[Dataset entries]
* * * * *

fn wide_rules() -> SessionRules {
    let mut horizontal = AreaPair::both();
    horizontal.size = [8.0, 12.0, 2.0];
    SessionRules {
        decomposition: DecompositionSettings {
            horizontal,
            vertical: AreaPair::disabled(),
        },
        ..SessionRules::default()
    }
}

fn build_session(cols: usize, rows: usize, rules: SessionRules) -> PuzzleSession {
    let layout = build_layout(cols, rows);
    let mut session = PuzzleSession::new(format!("Puzzle_flow_{cols}x{rows}"), rules);
    session.prepare(cols * rows, &layout).unwrap();
    session
}

/// A point on `id` that no unplaced piece above it covers.
fn grab_point(session: &PuzzleSession, id: PieceId) -> [f32; 3] {
    let piece = session.piece(id).unwrap();
    let order = session.z_order();
    let rank = order.iter().position(|&other| other == id).unwrap();
    let above: Vec<_> = order[rank + 1..]
        .iter()
        .map(|&other| session.piece(other).unwrap())
        .filter(|other| !other.placed)
        .collect();
    let [hw, hh] = piece.half_size;
    for [fx, fy] in [[0.0, 0.0], [0.8, 0.8], [-0.8, 0.8], [0.8, -0.8], [-0.8, -0.8]] {
        let (dx, dy) = rotate_vec(fx * hw, fy * hh, piece.current.rot_deg);
        let point = [piece.current.pos[0] + dx, piece.current.pos[1] + dy];
        if !above
            .iter()
            .any(|other| other.current.contains(other.half_size, point))
        {
            return [point[0], point[1], 0.0];
        }
    }
    panic!("piece {id} is fully covered");
}

fn drag_to(session: &mut PuzzleSession, id: PieceId, target: [f32; 2]) -> TransitionEvent {
    let pointer = grab_point(session, id);
    assert_eq!(session.drag_start(pointer), Some(id));
    let current = session.piece(id).unwrap().current.pos;
    let next = [
        pointer[0] + target[0] - current[0],
        pointer[1] + target[1] - current[1],
        0.0,
    ];
    session.drag_update(next, 0.0);
    session.drag_end()
}

fn assert_invariant(session: &PuzzleSession) {
    let all_placed = session.pieces().iter().all(|piece| piece.placed);
    let covering_group = session
        .groups()
        .iter()
        .any(|group| group.members.len() == session.pieces().len());
    let assembled = session.state() == SessionState::Assembled;
    if all_placed {
        assert!(assembled);
    }
    if assembled {
        assert!(all_placed || (session.rules().assembles_anywhere() && covering_group));
    }
}
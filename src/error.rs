//! Error handling module for circdesk
//!
//! Every failure the core can report is a variant of [`LibraryError`].
//! None of them is fatal: callers decide how to surface them.

use std::path::{Path, PathBuf};
use strum::Display;
use thiserror::Error;

/// Which kind of record a lookup was searching for
#[derive(Debug, Clone, Copy, PartialEq, Eq, Display)]
#[strum(serialize_all = "lowercase")]
pub enum RecordKind {
    Book,
    User,
}

/// A malformed line in a persisted resource.
///
/// Kept separate from [`LibraryError`] so lenient loading can hand back a
/// list of them while still loading every well-formed record.
#[derive(Error, Debug, Clone, PartialEq, Eq)]
#[error("{resource}:{line_number}: {reason} (line: {line:?})")]
pub struct LoadError {
    /// Resource the line came from (usually the file path)
    pub resource: String,
    /// 1-based line number
    pub line_number: usize,
    /// The offending line, untrimmed
    pub line: String,
    /// What is wrong with it
    pub reason: String,
}

impl LoadError {
    pub fn new(
        resource: impl Into<String>,
        line_number: usize,
        line: impl Into<String>,
        reason: impl Into<String>,
    ) -> Self {
        Self {
            resource: resource.into(),
            line_number,
            line: line.into(),
            reason: reason.into(),
        }
    }
}

/// Main error type for circdesk
#[derive(Error, Debug)]
pub enum LibraryError {
    /// Exact-match lookup on a title or name found nothing
    #[error("No {kind} named {key:?}")]
    NotFound { kind: RecordKind, key: String },

    /// Borrow attempted on a book that is already out
    #[error("Book {title:?} is already borrowed")]
    AlreadyBorrowed { title: String },

    /// Return attempted for a title the user does not hold
    #[error("{name:?} does not hold {title:?}")]
    NotHeldByUser { name: String, title: String },

    /// Removal attempted on a book someone still holds.
    /// `holder` is `None` only if the held-set and status disagree.
    #[error("Book {title:?} is on loan{}", holder_suffix(.holder))]
    OnLoan {
        title: String,
        holder: Option<String>,
    },

    /// Field value that cannot be stored in the line format
    #[error("Invalid {field} {value:?}: {reason}")]
    InvalidField {
        field: &'static str,
        value: String,
        reason: &'static str,
    },

    /// Malformed persisted record
    #[error("Load error: {0}")]
    Load(#[from] LoadError),

    /// File access failed
    #[error("IO error on {}: {source}", .path.display())]
    Io {
        path: PathBuf,
        #[source]
        source: std::io::Error,
    },
}

fn holder_suffix(holder: &Option<String>) -> String {
    holder
        .as_ref()
        .map(|name| format!(" to {name:?}"))
        .unwrap_or_default()
}

/// Result type alias for circdesk operations
pub type Result<T> = std::result::Result<T, LibraryError>;

// Convenient error constructors
impl LibraryError {
    /// Create a lookup miss for a book title
    pub fn book_not_found(title: impl Into<String>) -> Self {
        Self::NotFound {
            kind: RecordKind::Book,
            key: title.into(),
        }
    }

    /// Create a lookup miss for a user name
    pub fn user_not_found(name: impl Into<String>) -> Self {
        Self::NotFound {
            kind: RecordKind::User,
            key: name.into(),
        }
    }

    /// Wrap an IO error with the path it happened on
    pub fn io(path: &Path, source: std::io::Error) -> Self {
        Self::Io {
            path: path.to_path_buf(),
            source,
        }
    }

    /// True for lookup misses
    pub fn is_not_found(&self) -> bool {
        matches!(self, Self::NotFound { .. })
    }
}
//! Circulation: borrow/return transitions and the invariant audit
//!
//! Each book runs a two-state machine:
//!
//! ```text
//! Available --borrow--> Borrowed
//! Borrowed  --return--> Available
//! ```
//!
//! No other transitions exist. A failed transition leaves both records
//! untouched, so repeating it is harmless.
//!
//! The system-wide invariant is that a book is Borrowed if and only if
//! exactly one user's held-set contains its title. [`audit`] checks it.

use thiserror::Error;
use tracing::debug;

use crate::catalog::{Book, Catalog};
use crate::error::{LibraryError, Result};
use crate::membership::{Membership, User};
use crate::types::BookStatus;

/// Stateless driver for borrow and return.
///
/// Works on records the caller has already resolved, so it never looks
/// anything up and never touches a record other than the two it is given.
#[derive(Debug, Clone, Copy, Default)]
pub struct CirculationEngine;

impl CirculationEngine {
    /// Lend `book` to `user`.
    ///
    /// # Errors
    ///
    /// - `AlreadyBorrowed` if the book is not available
    pub fn borrow(user: &mut User, book: &mut Book) -> Result<()> {
        if book.status != BookStatus::Available {
            return Err(LibraryError::AlreadyBorrowed {
                title: book.title().to_string(),
            });
        }

        book.status = BookStatus::Borrowed;
        user.held_titles.insert(book.title().to_string());
        debug!("{:?} borrowed {:?}", user.name(), book.title());
        Ok(())
    }

    /// Take `book` back from `user`.
    ///
    /// # Errors
    ///
    /// - `NotHeldByUser` if the title is not in the user's held-set, whether
    ///   the book is on the shelf or with somebody else
    pub fn return_book(user: &mut User, book: &mut Book) -> Result<()> {
        if !user.held_titles.contains(book.title()) {
            return Err(LibraryError::NotHeldByUser {
                name: user.name().to_string(),
                title: book.title().to_string(),
            });
        }

        book.status = BookStatus::Available;
        user.held_titles.shift_remove(book.title());
        debug!("{:?} returned {:?}", user.name(), book.title());
        Ok(())
    }
}

/// A breach of the circulation invariant found by [`audit`]
#[derive(Error, Debug, Clone, PartialEq, Eq)]
pub enum InvariantViolation {
    /// Borrowed book that nobody, or more than one user, holds
    #[error("{title:?} is borrowed but held by {holders} users")]
    BorrowedHolderCount { title: String, holders: usize },

    /// Available book that appears in a held-set
    #[error("{title:?} is available but held by {holder:?}")]
    AvailableButHeld { title: String, holder: String },

    /// Held title with no borrowed book behind it
    #[error("{name:?} holds {title:?}, which is not a borrowed book")]
    HeldWithoutLoan { name: String, title: String },

    /// Later copy of a duplicate title that is not available.
    /// Lookups only ever reach the first copy, so this one could never be returned.
    #[error("Shadowed duplicate of {title:?} is borrowed")]
    ShadowedCopyBorrowed { title: String },
}

/// Check the circulation invariant across the whole library.
///
/// Returns every violation found; an empty list means the state is sound.
pub fn audit(catalog: &Catalog, membership: &Membership) -> Vec<InvariantViolation> {
    let mut violations = Vec::new();
    let mut seen: Vec<&str> = Vec::new();

    for book in catalog.list() {
        let title = book.title();
        if seen.contains(&title) {
            if book.status() != BookStatus::Available {
                violations.push(InvariantViolation::ShadowedCopyBorrowed {
                    title: title.to_string(),
                });
            }
            continue;
        }
        seen.push(title);

        let holders: Vec<&User> = membership.users().filter(|u| u.holds(title)).collect();
        match book.status() {
            BookStatus::Borrowed if holders.len() != 1 => {
                violations.push(InvariantViolation::BorrowedHolderCount {
                    title: title.to_string(),
                    holders: holders.len(),
                });
            }
            BookStatus::Available => {
                violations.extend(holders.iter().map(|u| InvariantViolation::AvailableButHeld {
                    title: title.to_string(),
                    holder: u.name().to_string(),
                }));
            }
            BookStatus::Borrowed => {}
        }
    }

    for user in membership.users() {
        for title in user.held_titles() {
            if !catalog.contains(title) {
                violations.push(InvariantViolation::HeldWithoutLoan {
                    name: user.name().to_string(),
                    title: title.to_string(),
                });
            }
        }
    }

    violations
}

#[cfg(test)]
mod tests {
    use super::*;

    fn dune() -> Book {
        Book::new("Dune", "Herbert")
    }

    #[test]
    fn test_borrow_available_book() {
        let mut alice = User::new("Alice");
        let mut book = dune();

        CirculationEngine::borrow(&mut alice, &mut book).unwrap();
        assert_eq!(book.status(), BookStatus::Borrowed);
        assert!(alice.holds("Dune"));
    }

    #[test]
    fn test_borrow_twice_is_already_borrowed() {
        let mut alice = User::new("Alice");
        let mut book = dune();
        CirculationEngine::borrow(&mut alice, &mut book).unwrap();

        let before = (alice.clone(), book.clone());
        let err = CirculationEngine::borrow(&mut alice, &mut book).unwrap_err();
        assert!(matches!(err, LibraryError::AlreadyBorrowed { .. }));
        assert_eq!((alice, book), before);
    }

    #[test]
    fn test_return_round_trip() {
        let mut alice = User::new("Alice");
        let mut book = dune();
        CirculationEngine::borrow(&mut alice, &mut book).unwrap();
        CirculationEngine::return_book(&mut alice, &mut book).unwrap();

        assert_eq!(book.status(), BookStatus::Available);
        assert_eq!(alice.held_count(), 0);
    }

    #[test]
    fn test_return_by_other_user_is_rejected() {
        let mut alice = User::new("Alice");
        let mut bob = User::new("Bob");
        let mut book = dune();
        CirculationEngine::borrow(&mut alice, &mut book).unwrap();

        let err = CirculationEngine::return_book(&mut bob, &mut book).unwrap_err();
        assert!(matches!(err, LibraryError::NotHeldByUser { ref name, .. } if name == "Bob"));
        assert_eq!(book.status(), BookStatus::Borrowed);
        assert!(alice.holds("Dune"));
    }

    #[test]
    fn test_return_available_book_is_rejected() {
        let mut alice = User::new("Alice");
        let mut book = dune();
        let err = CirculationEngine::return_book(&mut alice, &mut book).unwrap_err();
        assert!(matches!(err, LibraryError::NotHeldByUser { .. }));
        assert_eq!(book.status(), BookStatus::Available);
    }

    #[test]
    fn test_held_order_follows_borrow_order() {
        let mut alice = User::new("Alice");
        let mut a = Book::new("A", "x");
        let mut b = Book::new("B", "y");
        let mut c = Book::new("C", "z");
        CirculationEngine::borrow(&mut alice, &mut c).unwrap();
        CirculationEngine::borrow(&mut alice, &mut a).unwrap();
        CirculationEngine::borrow(&mut alice, &mut b).unwrap();
        CirculationEngine::return_book(&mut alice, &mut a).unwrap();

        assert_eq!(alice.held_titles().collect::<Vec<_>>(), ["C", "B"]);
    }

    #[test]
    fn test_audit_detects_orphaned_borrowed_book() {
        let mut catalog = Catalog::new();
        catalog.push(Book::with_status("Dune", "Herbert", BookStatus::Borrowed));
        let membership = Membership::new();

        assert_eq!(
            audit(&catalog, &membership),
            [InvariantViolation::BorrowedHolderCount {
                title: "Dune".into(),
                holders: 0
            }]
        );
    }

    #[test]
    fn test_audit_detects_held_title_without_book() {
        let catalog = Catalog::new();
        let mut membership = Membership::new();
        let mut alice = User::new("Alice");
        alice.held_titles.insert("Ghost".into());
        membership.push(alice);

        assert!(matches!(
            audit(&catalog, &membership).as_slice(),
            [InvariantViolation::HeldWithoutLoan { .. }]
        ));
    }

    #[test]
    fn test_audit_detects_available_but_held() {
        let mut catalog = Catalog::new();
        catalog.add("Dune", "Herbert").unwrap();
        let mut membership = Membership::new();
        let mut alice = User::new("Alice");
        alice.held_titles.insert("Dune".into());
        membership.push(alice);

        assert!(matches!(
            audit(&catalog, &membership).as_slice(),
            [InvariantViolation::AvailableButHeld { .. }]
        ));
    }

    #[test]
    fn test_audit_clean_after_borrow() {
        let mut catalog = Catalog::new();
        let mut membership = Membership::new();
        catalog.add("Dune", "Herbert").unwrap();
        catalog.add("Dune", "Herbert").unwrap();
        membership.register("Alice").unwrap();

        let user = membership.find_mut("Alice").unwrap();
        let book = catalog.find_mut("Dune").unwrap();
        CirculationEngine::borrow(user, book).unwrap();

        assert!(audit(&catalog, &membership).is_empty());
    }
}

* * * * *

Reproduce only the lines above spanning from the line containing "let order = session.z_order();" through the line containing "use strum::Display;", word for word.

→ Solution to the problem:
    let order = session.z_order();
    let rank = order.iter().position(|&other| other == id).unwrap();
    let above: Vec<_> = order[rank + 1..]
        .iter()
        .map(|&other| session.piece(other).unwrap())
        .filter(|other| !other.placed)
        .collect();
    let [hw, hh] = piece.half_size;
    for [fx, fy] in [[0.0, 0.0], [0.8, 0.8], [-0.8, 0.8], [0.8, -0.8], [-0.8, -0.8]] {
        let (dx, dy) = rotate_vec(fx * hw, fy * hh, piece.current.rot_deg);
        let point = [piece.current.pos[0] + dx, piece.current.pos[1] + dy];
        if !above
            .iter()
            .any(|other| other.current.contains(other.half_size, point))
        {
            return [point[0], point[1], 0.0];
        }
    }
    panic!("piece {id} is fully covered");
}

fn drag_to(session: &mut PuzzleSession, id: PieceId, target: [f32; 2]) -> TransitionEvent {
    let pointer = grab_point(session, id);
    assert_eq!(session.drag_start(pointer), Some(id));
    let current = session.piece(id).unwrap().current.pos;
    let next = [
        pointer[0] + target[0] - current[0],
        pointer[1] + target[1] - current[1],
        0.0,
    ];
    session.drag_update(next, 0.0);
    session.drag_end()
}

fn assert_invariant(session: &PuzzleSession) {
    let all_placed = session.pieces().iter().all(|piece| piece.placed);
    let covering_group = session
        .groups()
        .iter()
        .any(|group| group.members.len() == session.pieces().len());
    let assembled = session.state() == SessionState::Assembled;
    if all_placed {
        assert!(assembled);
    }
    if assembled {
        assert!(all_placed || (session.rules().assembles_anywhere() && covering_group));
    }
}
filename src/error.rs
//! Error handling module for circdesk
//!
//! Every failure the core can report is a variant of [`LibraryError`].
//! None of them is fatal: callers decide how to surface them.

use std::path::{Path, PathBuf};
use strum::Display;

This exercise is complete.